Bacterial endosymbionts evolve under strong host-driven selection. Factors influencing host evolution might affect symbionts in similar ways, potentially leading to correlations between the molecular evolutionary rates of hosts and symbionts. Although there is evidence of rate correlations between mitochondrial and nuclear genes, similar investigations of hosts and sym-bionts are lacking. Here, we demonstrate a correlation in molecular rates between the genomes of an endosymbiont (Blattabacterium cuenoti) and the mitochondrial genomes of their hosts (cockroaches). We used partial genome data for multiple strains of B. cuenoti to compare phylogenetic relationships and evolutionary rates for 55 cockroach/symbiont pairs.
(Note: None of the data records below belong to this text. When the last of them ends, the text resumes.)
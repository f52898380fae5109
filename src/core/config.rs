//! Runtime settings loaded from an optional TOML file.
//!
//! ```toml
//! data_dir = "/var/lib/nfl-collect"
//!
//! [collection]
//! concurrency = 4
//! request_timeout_secs = 45
//! kickoff_utc_offset = "-05:00"
//!
//! [verification]
//! stats_coverage_min = 0.85
//!
//! [supervisor]
//! max_restarts = 100
//!
//! [sources]
//! schedule_url = "https://feeds.example.net/nfl/schedule"
//! stats_url = "https://feeds.example.net/nfl/boxscores"
//!
//! [seasons.2025]
//! regular_games = 272
//! regular_weeks = 18
//! ```

use std::collections::BTreeMap;
use std::path::{Path, PathBuf};
use std::time::Duration;

use chrono::FixedOffset;
use serde::Deserialize;

use crate::core::backoff::RetryPolicy;
use crate::error::CollectError;
use crate::pipeline::progress::{checkpoint_file, ProgressPolicy};
use crate::pipeline::verify::VerifyPolicy;
use crate::season::registry::{SeasonPlanConfig, SeasonRegistry};
use crate::{Result, Season, CONFIG_ENV_VAR};

#[derive(Debug, Clone, Deserialize)]
#[serde(default)]
pub struct CollectionSettings {
    /// Concurrent in-flight requests during augmentation.
    pub concurrency: usize,
    pub max_source_attempts: u32,
    pub backoff_base_ms: u64,
    pub backoff_max_ms: u64,
    pub request_timeout_secs: u64,
    /// Checkpoint after this many recorded outcomes...
    pub checkpoint_every: u32,
    /// ...or after this much time, whichever comes first.
    pub checkpoint_interval_secs: u64,
    pub max_record_retries: u32,
    /// Consecutive unavailable stats requests that end the augmentation pass.
    pub augmentation_outage_threshold: u32,
    /// Local offset for kickoffs a feed reports in UTC. Playoff windows are
    /// local game dates, so a late game must not roll over to the next day.
    pub kickoff_utc_offset: String,
}

impl Default for CollectionSettings {
    fn default() -> Self {
        Self {
            concurrency: 4,
            max_source_attempts: 5,
            backoff_base_ms: 500,
            backoff_max_ms: 30_000,
            request_timeout_secs: 45,
            checkpoint_every: 25,
            checkpoint_interval_secs: 60,
            max_record_retries: 3,
            augmentation_outage_threshold: 10,
            kickoff_utc_offset: "-05:00".to_string(),
        }
    }
}

impl CollectionSettings {
    pub fn retry_policy(&self) -> RetryPolicy {
        RetryPolicy {
            max_attempts: self.max_source_attempts,
            base_delay: Duration::from_millis(self.backoff_base_ms),
            max_delay: Duration::from_millis(self.backoff_max_ms),
        }
    }

    pub fn request_timeout(&self) -> Duration {
        Duration::from_secs(self.request_timeout_secs)
    }

    pub fn kickoff_offset(&self) -> Result<FixedOffset> {
        self.kickoff_utc_offset.trim().parse().map_err(|_| {
            CollectError::config(format!(
                "collection.kickoff_utc_offset '{}' is not an offset like -05:00",
                self.kickoff_utc_offset
            ))
        })
    }

    pub fn progress_policy(&self) -> ProgressPolicy {
        ProgressPolicy {
            checkpoint_every: self.checkpoint_every,
            checkpoint_interval: Duration::from_secs(self.checkpoint_interval_secs),
            max_record_retries: self.max_record_retries,
        }
    }
}

#[derive(Debug, Clone, Deserialize)]
#[serde(default)]
pub struct VerificationSettings {
    /// Share of stat lines allowed to miss core metrics before it is an issue.
    pub stats_missing_threshold: f64,
    /// Minimum share of games that must have stats.
    pub stats_coverage_min: f64,
}

impl Default for VerificationSettings {
    fn default() -> Self {
        Self {
            stats_missing_threshold: 0.15,
            stats_coverage_min: 0.85,
        }
    }
}

impl VerificationSettings {
    pub fn policy(&self) -> VerifyPolicy {
        VerifyPolicy {
            stats_missing_threshold: self.stats_missing_threshold,
            stats_coverage_min: self.stats_coverage_min,
        }
    }
}

#[derive(Debug, Clone, Deserialize)]
#[serde(default)]
pub struct SupervisorSettings {
    pub max_restarts: u32,
    pub cooldown_secs: u64,
    pub max_cooldown_secs: u64,
    /// Kill and restart a collection attempt that runs longer than this.
    pub attempt_timeout_secs: Option<u64>,
}

impl Default for SupervisorSettings {
    fn default() -> Self {
        Self {
            max_restarts: 100,
            cooldown_secs: 2,
            max_cooldown_secs: 60,
            attempt_timeout_secs: None,
        }
    }
}

impl SupervisorSettings {
    /// Restarts plus the first attempt.
    pub fn retry_policy(&self) -> RetryPolicy {
        RetryPolicy {
            max_attempts: self.max_restarts.saturating_add(1),
            base_delay: Duration::from_secs(self.cooldown_secs),
            max_delay: Duration::from_secs(self.max_cooldown_secs.max(self.cooldown_secs)),
        }
    }

    pub fn attempt_timeout(&self) -> Option<Duration> {
        self.attempt_timeout_secs.map(Duration::from_secs)
    }
}

#[derive(Debug, Clone, Default, Deserialize)]
#[serde(default)]
pub struct SourceSettings {
    pub schedule_url: Option<String>,
    pub stats_url: Option<String>,
}

#[derive(Debug, Clone, Default, Deserialize)]
#[serde(default)]
pub struct Settings {
    pub data_dir: Option<PathBuf>,
    pub collection: CollectionSettings,
    pub verification: VerificationSettings,
    pub supervisor: SupervisorSettings,
    pub sources: SourceSettings,
    /// Per-season plans overriding the built-in ones.
    pub seasons: BTreeMap<String, SeasonPlanConfig>,
}

impl Settings {
    /// Load from `path`, else from the `NFL_COLLECT_CONFIG` file, else defaults.
    pub fn load(path: Option<&Path>) -> Result<Self> {
        let env_path = std::env::var_os(CONFIG_ENV_VAR).map(PathBuf::from);
        match path.map(Path::to_path_buf).or(env_path) {
            Some(path) => {
                let contents = std::fs::read_to_string(&path).map_err(|e| {
                    CollectError::config(format!("cannot read {}: {}", path.display(), e))
                })?;
                Self::from_toml(&contents)
            }
            None => Ok(Self::default()),
        }
    }

    pub fn from_toml(contents: &str) -> Result<Self> {
        let settings: Settings = toml::from_str(contents)?;
        settings.validate()?;
        Ok(settings)
    }

    fn validate(&self) -> Result<()> {
        let c = &self.collection;
        if c.concurrency == 0 {
            return Err(CollectError::config("collection.concurrency must be at least 1"));
        }
        if c.max_source_attempts == 0 {
            return Err(CollectError::config(
                "collection.max_source_attempts must be at least 1",
            ));
        }
        if c.request_timeout_secs == 0 {
            return Err(CollectError::config(
                "collection.request_timeout_secs must be at least 1",
            ));
        }
        if c.checkpoint_every == 0 {
            return Err(CollectError::config("collection.checkpoint_every must be at least 1"));
        }
        c.kickoff_offset()?;
        let v = &self.verification;
        for (name, value) in [
            ("stats_missing_threshold", v.stats_missing_threshold),
            ("stats_coverage_min", v.stats_coverage_min),
        ] {
            if !(0.0..=1.0).contains(&value) {
                return Err(CollectError::config(format!(
                    "verification.{} must be between 0 and 1",
                    name
                )));
            }
        }
        Ok(())
    }

    /// Built-in season plans with the configured ones layered on top.
    pub fn registry(&self) -> Result<SeasonRegistry> {
        let overrides = SeasonRegistry::from_configs(&self.seasons)?;
        Ok(SeasonRegistry::builtin()?.merge(overrides))
    }

    /// `data_dir` from the file, else `<platform data dir>/nfl-collect`.
    pub fn data_dir(&self) -> PathBuf {
        self.data_dir.clone().unwrap_or_else(|| {
            dirs::data_dir()
                .or_else(|| dirs::home_dir().map(|h| h.join(".local").join("share")))
                .unwrap_or_else(|| PathBuf::from("."))
                .join("nfl-collect")
        })
    }

    pub fn db_path(&self) -> PathBuf {
        self.data_dir().join("nfl.db")
    }

    pub fn progress_dir(&self) -> PathBuf {
        self.data_dir().join("progress")
    }

    pub fn checkpoint_path(&self, season: Season) -> PathBuf {
        checkpoint_file(&self.progress_dir(), season)
    }
}
//! CLI argument definitions and parsing.

pub mod types;

use std::path::PathBuf;

use clap::{ArgAction, Args, Parser, Subcommand};
use types::{GameUid, Season};

use crate::season::Category;

/// Seasons to operate on
#[derive(Debug, Clone, Args)]
pub struct SeasonArgs {
    /// Season year (repeatable): `-s 2023 -s 2024`. Defaults to every registered season.
    #[clap(long = "season", short = 's')]
    pub seasons: Vec<Season>,
}

#[derive(Debug, Subcommand)]
pub enum ProgressCmd {
    /// Show checkpointed progress per season.
    Show {
        #[clap(flatten)]
        seasons: SeasonArgs,

        /// Output as JSON instead of text lines.
        #[clap(long)]
        json: bool,
    },

    /// Delete checkpoints so the next run starts from scratch.
    Reset {
        #[clap(flatten)]
        seasons: SeasonArgs,
    },
}

#[derive(Debug, Subcommand)]
pub enum Commands {
    /// Collect schedules and team stats, then verify each season.
    Collect {
        #[clap(flatten)]
        seasons: SeasonArgs,

        /// Ignore the pre-flight completeness check and refetch processed records.
        #[clap(long)]
        force_refresh: bool,

        /// Discard checkpoints before collecting.
        #[clap(long)]
        reset_progress: bool,

        /// Schedule feed URL (overrides `[sources] schedule_url`).
        #[clap(long, env = "NFL_COLLECT_SCHEDULE_URL")]
        schedule_url: Option<String>,

        /// Team stats feed URL (overrides `[sources] stats_url`).
        #[clap(long, env = "NFL_COLLECT_STATS_URL")]
        stats_url: Option<String>,

        /// Output reports as JSON instead of text lines.
        #[clap(long)]
        json: bool,
    },

    /// Report completeness and consistency of stored seasons without changing them.
    Verify {
        #[clap(flatten)]
        seasons: SeasonArgs,

        /// Output reports as JSON instead of text lines.
        #[clap(long)]
        json: bool,
    },

    /// Assign playoff rounds to games that were never categorized.
    Reclassify {
        #[clap(flatten)]
        seasons: SeasonArgs,

        /// Show what would change without writing.
        #[clap(long)]
        dry_run: bool,

        /// Output as JSON instead of text lines.
        #[clap(long)]
        json: bool,
    },

    /// Confirm a game's category by hand; reclassification will leave it alone.
    SetCategory {
        /// Game uid.
        game: GameUid,

        /// regular, wildcard, divisional, conference or superbowl.
        category: Category,
    },

    /// Run `collect` in a child process, restarting it on failure or timeout.
    Supervise {
        #[clap(flatten)]
        seasons: SeasonArgs,

        /// Passed through to each collect attempt.
        #[clap(long)]
        force_refresh: bool,

        /// Restarts after the first attempt (overrides `[supervisor] max_restarts`).
        #[clap(long)]
        max_restarts: Option<u32>,

        /// Kill an attempt running longer than this many seconds.
        #[clap(long)]
        attempt_timeout: Option<u64>,
    },

    /// Inspect or reset resume checkpoints.
    Progress {
        #[clap(subcommand)]
        cmd: ProgressCmd,
    },
}

#[derive(Debug, Parser)]
#[clap(
    name = "nfl-collect",
    about = "Collect and verify NFL season schedules and team statistics"
)]
pub struct Cli {
    /// Settings file (or set `NFL_COLLECT_CONFIG`).
    #[clap(long, global = true)]
    pub config: Option<PathBuf>,

    /// Database path (default: `<data dir>/nfl.db`).
    #[clap(long, global = true)]
    pub db: Option<PathBuf>,

    /// More log output: `-v` debug, `-vv` trace. `RUST_LOG` takes precedence.
    #[clap(short, long, action = ArgAction::Count, global = true)]
    pub verbose: u8,

    #[clap(subcommand)]
    pub command: Commands,
}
The phylogenies inferred for B. cuenoti and the mitochondrial genomes of their hosts were largely congruent, as expected from their identical maternal and cytoplasmic mode of inheritance. We found a correlation between evolutionary rates of the two genomes, based on comparisons of root-to-tip distances and on comparisons of the branch lengths of phylogenetically independent species pairs. Our results underscore the profound effects that long-term symbiosis can have on the biology of each symbiotic partner.